▸ Prompt: Search the data for the word "struct" and copy each line that has it.

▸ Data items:
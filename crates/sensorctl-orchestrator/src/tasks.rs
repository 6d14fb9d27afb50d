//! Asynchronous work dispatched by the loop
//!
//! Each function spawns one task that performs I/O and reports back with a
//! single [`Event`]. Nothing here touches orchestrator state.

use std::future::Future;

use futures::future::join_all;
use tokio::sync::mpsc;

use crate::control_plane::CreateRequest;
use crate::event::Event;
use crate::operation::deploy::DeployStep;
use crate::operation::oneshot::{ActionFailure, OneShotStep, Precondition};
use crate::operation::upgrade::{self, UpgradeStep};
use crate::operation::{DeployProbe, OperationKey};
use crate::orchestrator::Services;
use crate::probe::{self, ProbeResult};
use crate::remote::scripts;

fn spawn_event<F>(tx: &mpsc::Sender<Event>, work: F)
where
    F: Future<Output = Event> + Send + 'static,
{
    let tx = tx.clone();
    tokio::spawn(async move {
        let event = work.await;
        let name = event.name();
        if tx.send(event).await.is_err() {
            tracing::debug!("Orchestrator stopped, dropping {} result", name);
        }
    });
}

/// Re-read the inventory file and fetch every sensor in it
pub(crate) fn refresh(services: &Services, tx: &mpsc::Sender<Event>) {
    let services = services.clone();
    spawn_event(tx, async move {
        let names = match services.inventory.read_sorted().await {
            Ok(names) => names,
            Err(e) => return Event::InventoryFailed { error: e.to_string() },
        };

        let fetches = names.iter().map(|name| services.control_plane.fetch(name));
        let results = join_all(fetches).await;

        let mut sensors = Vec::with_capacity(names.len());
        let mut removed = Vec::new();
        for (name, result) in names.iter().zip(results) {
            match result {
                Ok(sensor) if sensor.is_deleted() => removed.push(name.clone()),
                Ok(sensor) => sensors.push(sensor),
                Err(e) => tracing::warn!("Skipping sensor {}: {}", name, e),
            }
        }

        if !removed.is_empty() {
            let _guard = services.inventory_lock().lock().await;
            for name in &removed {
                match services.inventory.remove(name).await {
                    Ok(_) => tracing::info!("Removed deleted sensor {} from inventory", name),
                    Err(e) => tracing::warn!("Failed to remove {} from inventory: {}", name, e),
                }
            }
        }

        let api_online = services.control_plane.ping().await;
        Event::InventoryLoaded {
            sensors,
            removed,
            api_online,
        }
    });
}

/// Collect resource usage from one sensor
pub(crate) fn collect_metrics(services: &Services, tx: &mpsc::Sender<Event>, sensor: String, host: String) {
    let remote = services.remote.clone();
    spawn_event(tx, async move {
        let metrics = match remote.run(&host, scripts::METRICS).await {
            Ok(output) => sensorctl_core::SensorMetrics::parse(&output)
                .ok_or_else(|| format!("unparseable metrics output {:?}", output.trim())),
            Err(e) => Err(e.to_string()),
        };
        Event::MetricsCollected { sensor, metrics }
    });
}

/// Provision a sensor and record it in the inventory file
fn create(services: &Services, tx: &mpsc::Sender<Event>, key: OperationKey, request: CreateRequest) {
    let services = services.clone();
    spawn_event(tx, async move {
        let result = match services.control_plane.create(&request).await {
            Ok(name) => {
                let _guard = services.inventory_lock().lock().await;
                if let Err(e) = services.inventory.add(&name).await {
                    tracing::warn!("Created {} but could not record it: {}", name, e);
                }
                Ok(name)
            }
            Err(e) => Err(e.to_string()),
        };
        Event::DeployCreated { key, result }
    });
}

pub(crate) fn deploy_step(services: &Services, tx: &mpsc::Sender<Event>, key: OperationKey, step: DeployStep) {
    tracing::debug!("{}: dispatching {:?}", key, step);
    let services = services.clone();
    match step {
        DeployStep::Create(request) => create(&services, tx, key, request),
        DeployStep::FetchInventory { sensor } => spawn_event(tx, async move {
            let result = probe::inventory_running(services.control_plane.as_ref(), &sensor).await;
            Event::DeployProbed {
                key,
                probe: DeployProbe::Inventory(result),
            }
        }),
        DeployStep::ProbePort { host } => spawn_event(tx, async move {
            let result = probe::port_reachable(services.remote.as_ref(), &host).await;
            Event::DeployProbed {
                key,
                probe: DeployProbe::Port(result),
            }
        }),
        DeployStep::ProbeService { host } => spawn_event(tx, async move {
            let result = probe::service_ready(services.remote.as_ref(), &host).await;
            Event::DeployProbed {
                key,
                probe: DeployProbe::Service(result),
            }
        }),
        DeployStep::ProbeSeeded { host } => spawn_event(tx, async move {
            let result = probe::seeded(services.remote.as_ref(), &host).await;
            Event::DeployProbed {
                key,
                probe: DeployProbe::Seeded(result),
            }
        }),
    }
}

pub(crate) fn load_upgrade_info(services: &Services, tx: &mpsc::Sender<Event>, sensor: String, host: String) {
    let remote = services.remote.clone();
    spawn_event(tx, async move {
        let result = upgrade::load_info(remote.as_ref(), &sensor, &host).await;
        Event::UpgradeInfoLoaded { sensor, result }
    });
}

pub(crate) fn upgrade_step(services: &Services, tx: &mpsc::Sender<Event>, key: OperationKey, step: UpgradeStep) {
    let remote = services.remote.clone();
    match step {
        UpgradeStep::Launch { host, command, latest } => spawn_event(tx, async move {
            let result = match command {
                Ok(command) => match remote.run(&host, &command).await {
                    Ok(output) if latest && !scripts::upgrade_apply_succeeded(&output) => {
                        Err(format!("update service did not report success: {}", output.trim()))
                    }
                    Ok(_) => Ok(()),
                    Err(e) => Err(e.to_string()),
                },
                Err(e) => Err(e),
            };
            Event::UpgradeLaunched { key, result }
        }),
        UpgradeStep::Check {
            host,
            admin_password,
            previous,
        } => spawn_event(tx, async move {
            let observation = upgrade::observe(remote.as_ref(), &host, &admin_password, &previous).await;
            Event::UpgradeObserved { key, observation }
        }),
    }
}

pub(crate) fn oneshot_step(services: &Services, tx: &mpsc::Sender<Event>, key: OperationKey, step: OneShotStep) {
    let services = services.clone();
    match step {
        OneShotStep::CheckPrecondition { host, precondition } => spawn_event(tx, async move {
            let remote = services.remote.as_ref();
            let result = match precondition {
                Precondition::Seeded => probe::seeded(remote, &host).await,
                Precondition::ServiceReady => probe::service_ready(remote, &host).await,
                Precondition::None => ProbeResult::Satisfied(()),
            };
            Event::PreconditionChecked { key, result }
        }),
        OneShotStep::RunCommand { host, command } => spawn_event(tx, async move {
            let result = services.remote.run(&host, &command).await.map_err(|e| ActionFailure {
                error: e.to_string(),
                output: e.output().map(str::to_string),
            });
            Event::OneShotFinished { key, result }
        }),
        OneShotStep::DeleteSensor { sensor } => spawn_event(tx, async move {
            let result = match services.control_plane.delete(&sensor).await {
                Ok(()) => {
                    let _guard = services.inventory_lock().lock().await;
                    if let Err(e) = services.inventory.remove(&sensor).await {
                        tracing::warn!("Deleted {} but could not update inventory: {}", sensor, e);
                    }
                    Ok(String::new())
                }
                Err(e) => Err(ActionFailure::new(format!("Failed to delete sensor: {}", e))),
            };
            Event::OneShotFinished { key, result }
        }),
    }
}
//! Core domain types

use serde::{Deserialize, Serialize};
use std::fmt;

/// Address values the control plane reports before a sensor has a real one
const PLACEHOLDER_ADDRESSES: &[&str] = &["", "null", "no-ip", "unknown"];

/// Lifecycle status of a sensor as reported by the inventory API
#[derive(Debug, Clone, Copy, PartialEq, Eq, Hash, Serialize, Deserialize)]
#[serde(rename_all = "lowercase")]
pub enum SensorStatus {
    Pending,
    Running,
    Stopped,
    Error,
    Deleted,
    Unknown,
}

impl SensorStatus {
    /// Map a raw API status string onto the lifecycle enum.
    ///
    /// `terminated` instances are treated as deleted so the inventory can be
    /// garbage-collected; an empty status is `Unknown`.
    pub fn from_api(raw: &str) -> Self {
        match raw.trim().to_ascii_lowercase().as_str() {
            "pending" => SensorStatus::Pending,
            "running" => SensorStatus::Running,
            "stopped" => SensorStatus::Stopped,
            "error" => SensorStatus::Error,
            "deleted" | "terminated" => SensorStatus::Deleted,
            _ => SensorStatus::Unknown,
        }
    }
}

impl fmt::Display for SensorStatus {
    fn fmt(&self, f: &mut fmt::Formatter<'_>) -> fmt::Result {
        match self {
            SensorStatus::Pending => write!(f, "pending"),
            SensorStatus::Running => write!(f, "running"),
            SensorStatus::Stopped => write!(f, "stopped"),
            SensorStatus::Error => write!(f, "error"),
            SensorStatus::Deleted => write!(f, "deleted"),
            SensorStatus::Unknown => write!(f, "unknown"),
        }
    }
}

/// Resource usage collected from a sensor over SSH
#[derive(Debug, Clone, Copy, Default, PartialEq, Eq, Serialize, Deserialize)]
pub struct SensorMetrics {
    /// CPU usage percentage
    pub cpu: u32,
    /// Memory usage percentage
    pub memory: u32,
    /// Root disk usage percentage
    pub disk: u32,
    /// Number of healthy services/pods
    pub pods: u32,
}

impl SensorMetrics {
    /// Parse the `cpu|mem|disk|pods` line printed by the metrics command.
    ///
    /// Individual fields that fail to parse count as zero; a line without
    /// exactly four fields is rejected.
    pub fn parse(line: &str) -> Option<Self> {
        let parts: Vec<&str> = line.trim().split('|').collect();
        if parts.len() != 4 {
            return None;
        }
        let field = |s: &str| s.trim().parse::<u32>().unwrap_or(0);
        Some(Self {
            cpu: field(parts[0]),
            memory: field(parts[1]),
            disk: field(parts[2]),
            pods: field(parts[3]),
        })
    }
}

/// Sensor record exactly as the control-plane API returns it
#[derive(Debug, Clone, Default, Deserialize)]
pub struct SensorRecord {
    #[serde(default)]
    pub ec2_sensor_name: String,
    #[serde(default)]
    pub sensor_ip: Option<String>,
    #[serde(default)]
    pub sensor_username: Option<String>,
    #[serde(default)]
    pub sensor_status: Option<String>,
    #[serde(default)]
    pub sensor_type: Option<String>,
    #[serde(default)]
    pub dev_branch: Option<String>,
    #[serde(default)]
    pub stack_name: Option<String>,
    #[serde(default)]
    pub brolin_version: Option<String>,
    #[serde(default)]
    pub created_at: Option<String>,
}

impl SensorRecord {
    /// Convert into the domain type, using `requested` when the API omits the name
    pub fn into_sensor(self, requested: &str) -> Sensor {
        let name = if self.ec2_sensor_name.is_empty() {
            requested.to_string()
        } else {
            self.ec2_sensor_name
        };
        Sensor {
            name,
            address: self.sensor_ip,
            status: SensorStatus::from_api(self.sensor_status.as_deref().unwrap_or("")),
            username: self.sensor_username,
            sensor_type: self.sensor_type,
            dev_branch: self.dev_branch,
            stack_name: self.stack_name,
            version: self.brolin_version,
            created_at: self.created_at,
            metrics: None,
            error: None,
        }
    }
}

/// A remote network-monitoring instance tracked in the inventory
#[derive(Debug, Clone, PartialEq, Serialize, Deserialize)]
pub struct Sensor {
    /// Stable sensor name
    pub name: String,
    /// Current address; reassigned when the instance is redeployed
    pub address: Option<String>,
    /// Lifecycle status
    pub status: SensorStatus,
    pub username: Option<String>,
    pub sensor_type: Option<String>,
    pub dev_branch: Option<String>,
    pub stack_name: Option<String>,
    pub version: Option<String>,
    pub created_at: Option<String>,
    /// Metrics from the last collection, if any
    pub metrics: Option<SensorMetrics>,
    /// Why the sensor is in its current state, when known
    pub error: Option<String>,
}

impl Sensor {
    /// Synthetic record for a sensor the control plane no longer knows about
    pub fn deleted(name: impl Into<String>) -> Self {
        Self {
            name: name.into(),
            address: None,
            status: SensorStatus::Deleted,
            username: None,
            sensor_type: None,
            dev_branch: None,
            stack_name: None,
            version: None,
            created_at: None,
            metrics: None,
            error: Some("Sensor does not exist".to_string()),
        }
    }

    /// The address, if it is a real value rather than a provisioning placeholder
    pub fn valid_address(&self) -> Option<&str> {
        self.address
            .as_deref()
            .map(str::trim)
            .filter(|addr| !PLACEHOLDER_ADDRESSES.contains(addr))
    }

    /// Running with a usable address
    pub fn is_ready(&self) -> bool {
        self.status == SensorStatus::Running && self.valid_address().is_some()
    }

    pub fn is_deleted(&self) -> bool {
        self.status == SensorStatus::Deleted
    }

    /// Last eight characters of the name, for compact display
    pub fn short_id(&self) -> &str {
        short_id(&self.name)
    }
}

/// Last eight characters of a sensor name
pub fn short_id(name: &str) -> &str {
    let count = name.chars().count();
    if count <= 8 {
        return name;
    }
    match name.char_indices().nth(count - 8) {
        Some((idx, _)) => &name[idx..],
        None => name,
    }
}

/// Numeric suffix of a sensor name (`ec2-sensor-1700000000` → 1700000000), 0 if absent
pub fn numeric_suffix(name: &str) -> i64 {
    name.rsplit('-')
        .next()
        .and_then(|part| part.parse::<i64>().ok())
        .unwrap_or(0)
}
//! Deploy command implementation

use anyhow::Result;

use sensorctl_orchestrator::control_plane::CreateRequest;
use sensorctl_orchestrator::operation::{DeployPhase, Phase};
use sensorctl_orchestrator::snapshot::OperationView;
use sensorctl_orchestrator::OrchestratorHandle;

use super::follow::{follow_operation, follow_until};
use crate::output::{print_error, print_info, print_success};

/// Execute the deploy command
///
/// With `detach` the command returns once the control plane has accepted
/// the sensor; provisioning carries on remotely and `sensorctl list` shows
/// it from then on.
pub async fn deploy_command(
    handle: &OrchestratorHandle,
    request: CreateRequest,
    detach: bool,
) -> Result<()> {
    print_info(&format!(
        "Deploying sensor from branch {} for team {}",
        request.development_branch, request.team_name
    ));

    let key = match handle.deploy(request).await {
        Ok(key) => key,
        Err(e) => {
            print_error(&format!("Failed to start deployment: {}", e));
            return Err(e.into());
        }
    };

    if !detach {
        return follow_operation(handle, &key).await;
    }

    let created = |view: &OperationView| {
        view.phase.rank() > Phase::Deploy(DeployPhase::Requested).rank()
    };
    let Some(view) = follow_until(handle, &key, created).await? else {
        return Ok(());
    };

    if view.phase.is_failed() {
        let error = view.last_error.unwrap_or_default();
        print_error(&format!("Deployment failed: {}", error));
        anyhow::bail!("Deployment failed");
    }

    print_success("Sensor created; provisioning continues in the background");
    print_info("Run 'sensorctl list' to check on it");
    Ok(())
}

▸ Answer section:
pub struct SensorMetrics {
pub struct SensorRecord {
pub struct Sensor {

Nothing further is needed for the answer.